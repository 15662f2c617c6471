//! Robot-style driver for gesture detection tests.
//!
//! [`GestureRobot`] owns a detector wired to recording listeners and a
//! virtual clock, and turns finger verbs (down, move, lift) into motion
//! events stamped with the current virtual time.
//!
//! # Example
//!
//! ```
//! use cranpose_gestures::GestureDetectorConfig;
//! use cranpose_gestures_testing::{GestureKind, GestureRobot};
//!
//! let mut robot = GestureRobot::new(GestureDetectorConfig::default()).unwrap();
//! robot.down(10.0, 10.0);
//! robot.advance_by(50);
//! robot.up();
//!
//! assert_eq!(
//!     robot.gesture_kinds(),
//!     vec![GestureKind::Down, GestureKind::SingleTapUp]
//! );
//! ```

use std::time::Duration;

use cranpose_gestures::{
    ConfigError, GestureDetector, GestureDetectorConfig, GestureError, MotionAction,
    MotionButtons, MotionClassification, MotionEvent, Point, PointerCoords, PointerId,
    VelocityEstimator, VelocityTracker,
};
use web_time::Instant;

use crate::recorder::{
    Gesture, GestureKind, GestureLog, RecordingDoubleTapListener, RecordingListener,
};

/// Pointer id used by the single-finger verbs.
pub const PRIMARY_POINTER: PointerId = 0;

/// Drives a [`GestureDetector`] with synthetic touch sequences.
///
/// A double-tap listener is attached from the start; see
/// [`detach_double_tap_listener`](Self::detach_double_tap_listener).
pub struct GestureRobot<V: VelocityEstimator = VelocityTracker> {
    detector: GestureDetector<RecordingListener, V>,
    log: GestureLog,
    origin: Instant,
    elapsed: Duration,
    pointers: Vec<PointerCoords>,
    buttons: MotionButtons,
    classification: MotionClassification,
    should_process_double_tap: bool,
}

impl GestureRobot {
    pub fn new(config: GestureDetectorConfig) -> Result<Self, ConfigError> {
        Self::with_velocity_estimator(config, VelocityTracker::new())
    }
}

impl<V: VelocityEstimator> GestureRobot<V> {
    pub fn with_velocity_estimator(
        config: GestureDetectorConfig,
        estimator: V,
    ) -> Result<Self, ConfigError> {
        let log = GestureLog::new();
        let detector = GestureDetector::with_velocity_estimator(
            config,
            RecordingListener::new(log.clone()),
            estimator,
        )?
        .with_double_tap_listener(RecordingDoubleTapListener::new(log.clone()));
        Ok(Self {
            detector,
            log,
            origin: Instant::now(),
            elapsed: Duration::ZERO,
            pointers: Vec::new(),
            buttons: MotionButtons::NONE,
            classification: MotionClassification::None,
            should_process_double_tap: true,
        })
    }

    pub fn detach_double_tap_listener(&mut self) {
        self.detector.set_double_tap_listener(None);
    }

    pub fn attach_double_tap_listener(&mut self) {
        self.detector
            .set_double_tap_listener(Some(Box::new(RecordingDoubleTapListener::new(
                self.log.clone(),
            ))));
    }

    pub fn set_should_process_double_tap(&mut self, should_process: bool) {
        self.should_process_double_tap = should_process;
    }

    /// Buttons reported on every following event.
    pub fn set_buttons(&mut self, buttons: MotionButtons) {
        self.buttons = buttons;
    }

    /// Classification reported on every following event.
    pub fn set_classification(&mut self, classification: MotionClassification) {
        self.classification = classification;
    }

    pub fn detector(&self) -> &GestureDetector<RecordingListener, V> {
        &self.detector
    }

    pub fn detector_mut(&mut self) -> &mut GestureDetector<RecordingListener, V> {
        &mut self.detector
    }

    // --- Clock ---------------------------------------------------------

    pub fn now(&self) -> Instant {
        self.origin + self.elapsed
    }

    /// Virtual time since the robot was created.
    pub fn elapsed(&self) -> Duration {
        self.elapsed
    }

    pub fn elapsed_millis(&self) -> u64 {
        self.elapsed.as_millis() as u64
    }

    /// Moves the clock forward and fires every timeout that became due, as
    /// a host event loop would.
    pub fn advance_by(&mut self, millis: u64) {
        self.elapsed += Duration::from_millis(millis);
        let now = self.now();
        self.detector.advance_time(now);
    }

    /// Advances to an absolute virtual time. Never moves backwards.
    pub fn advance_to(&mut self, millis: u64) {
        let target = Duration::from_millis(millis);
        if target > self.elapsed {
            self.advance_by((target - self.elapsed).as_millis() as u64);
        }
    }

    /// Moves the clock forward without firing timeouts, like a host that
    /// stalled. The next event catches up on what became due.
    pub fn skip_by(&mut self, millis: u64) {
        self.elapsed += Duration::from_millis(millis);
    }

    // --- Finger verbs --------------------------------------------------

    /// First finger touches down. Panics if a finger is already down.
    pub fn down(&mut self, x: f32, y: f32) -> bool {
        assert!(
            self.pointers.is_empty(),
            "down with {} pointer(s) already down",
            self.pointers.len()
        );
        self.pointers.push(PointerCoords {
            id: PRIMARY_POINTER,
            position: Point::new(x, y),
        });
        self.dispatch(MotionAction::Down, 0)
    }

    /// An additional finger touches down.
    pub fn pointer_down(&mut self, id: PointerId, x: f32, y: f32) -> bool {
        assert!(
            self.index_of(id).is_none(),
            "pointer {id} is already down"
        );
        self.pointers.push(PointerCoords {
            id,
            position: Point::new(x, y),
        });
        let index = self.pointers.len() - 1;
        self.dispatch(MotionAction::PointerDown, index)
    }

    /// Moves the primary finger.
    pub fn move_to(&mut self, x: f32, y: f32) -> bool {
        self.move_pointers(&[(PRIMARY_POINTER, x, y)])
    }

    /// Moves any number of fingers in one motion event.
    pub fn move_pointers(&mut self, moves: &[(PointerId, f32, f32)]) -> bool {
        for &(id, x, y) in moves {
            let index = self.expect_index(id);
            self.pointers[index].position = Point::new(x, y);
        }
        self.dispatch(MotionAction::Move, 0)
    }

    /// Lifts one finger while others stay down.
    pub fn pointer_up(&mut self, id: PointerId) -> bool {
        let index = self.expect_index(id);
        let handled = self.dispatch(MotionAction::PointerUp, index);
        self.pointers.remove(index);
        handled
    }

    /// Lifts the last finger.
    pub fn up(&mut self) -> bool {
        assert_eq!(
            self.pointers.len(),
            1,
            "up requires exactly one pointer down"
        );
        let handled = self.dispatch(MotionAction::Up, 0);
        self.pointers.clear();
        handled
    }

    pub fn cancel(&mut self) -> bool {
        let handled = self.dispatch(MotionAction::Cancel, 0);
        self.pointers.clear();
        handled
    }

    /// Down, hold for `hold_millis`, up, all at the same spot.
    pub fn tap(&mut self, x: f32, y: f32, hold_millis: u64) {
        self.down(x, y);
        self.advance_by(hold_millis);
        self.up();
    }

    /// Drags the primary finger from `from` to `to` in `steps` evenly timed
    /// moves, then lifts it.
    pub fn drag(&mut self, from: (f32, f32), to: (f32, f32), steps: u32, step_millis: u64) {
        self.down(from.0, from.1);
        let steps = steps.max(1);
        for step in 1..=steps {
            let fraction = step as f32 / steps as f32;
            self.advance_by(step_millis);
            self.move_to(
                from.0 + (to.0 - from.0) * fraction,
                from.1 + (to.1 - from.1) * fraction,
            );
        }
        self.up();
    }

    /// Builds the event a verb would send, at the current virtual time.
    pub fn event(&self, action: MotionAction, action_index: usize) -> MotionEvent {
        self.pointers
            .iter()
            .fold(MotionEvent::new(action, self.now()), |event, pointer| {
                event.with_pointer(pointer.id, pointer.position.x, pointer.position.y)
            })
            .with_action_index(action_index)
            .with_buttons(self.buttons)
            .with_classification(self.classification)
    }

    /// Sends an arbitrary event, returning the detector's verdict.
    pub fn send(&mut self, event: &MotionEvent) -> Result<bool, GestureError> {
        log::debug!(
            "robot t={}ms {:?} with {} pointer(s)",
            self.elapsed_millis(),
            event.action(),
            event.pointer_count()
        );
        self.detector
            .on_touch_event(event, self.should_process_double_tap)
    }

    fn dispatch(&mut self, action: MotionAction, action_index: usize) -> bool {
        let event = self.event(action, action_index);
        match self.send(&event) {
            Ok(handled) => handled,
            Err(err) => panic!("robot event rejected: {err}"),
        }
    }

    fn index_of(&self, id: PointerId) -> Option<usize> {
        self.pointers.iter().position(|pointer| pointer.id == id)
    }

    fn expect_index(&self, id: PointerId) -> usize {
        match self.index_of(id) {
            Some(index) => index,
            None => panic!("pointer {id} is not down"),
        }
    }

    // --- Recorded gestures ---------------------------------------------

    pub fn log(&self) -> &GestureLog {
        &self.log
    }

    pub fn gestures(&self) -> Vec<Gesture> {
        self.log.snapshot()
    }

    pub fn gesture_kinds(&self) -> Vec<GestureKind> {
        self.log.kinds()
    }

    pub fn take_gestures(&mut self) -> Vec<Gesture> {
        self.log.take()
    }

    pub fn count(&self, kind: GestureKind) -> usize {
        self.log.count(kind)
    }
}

+++

◆ **What to do**
Your answer should be one number: the count of lines in the data above that include the word "GestureRobot".

◆ **Output of the exercise**
6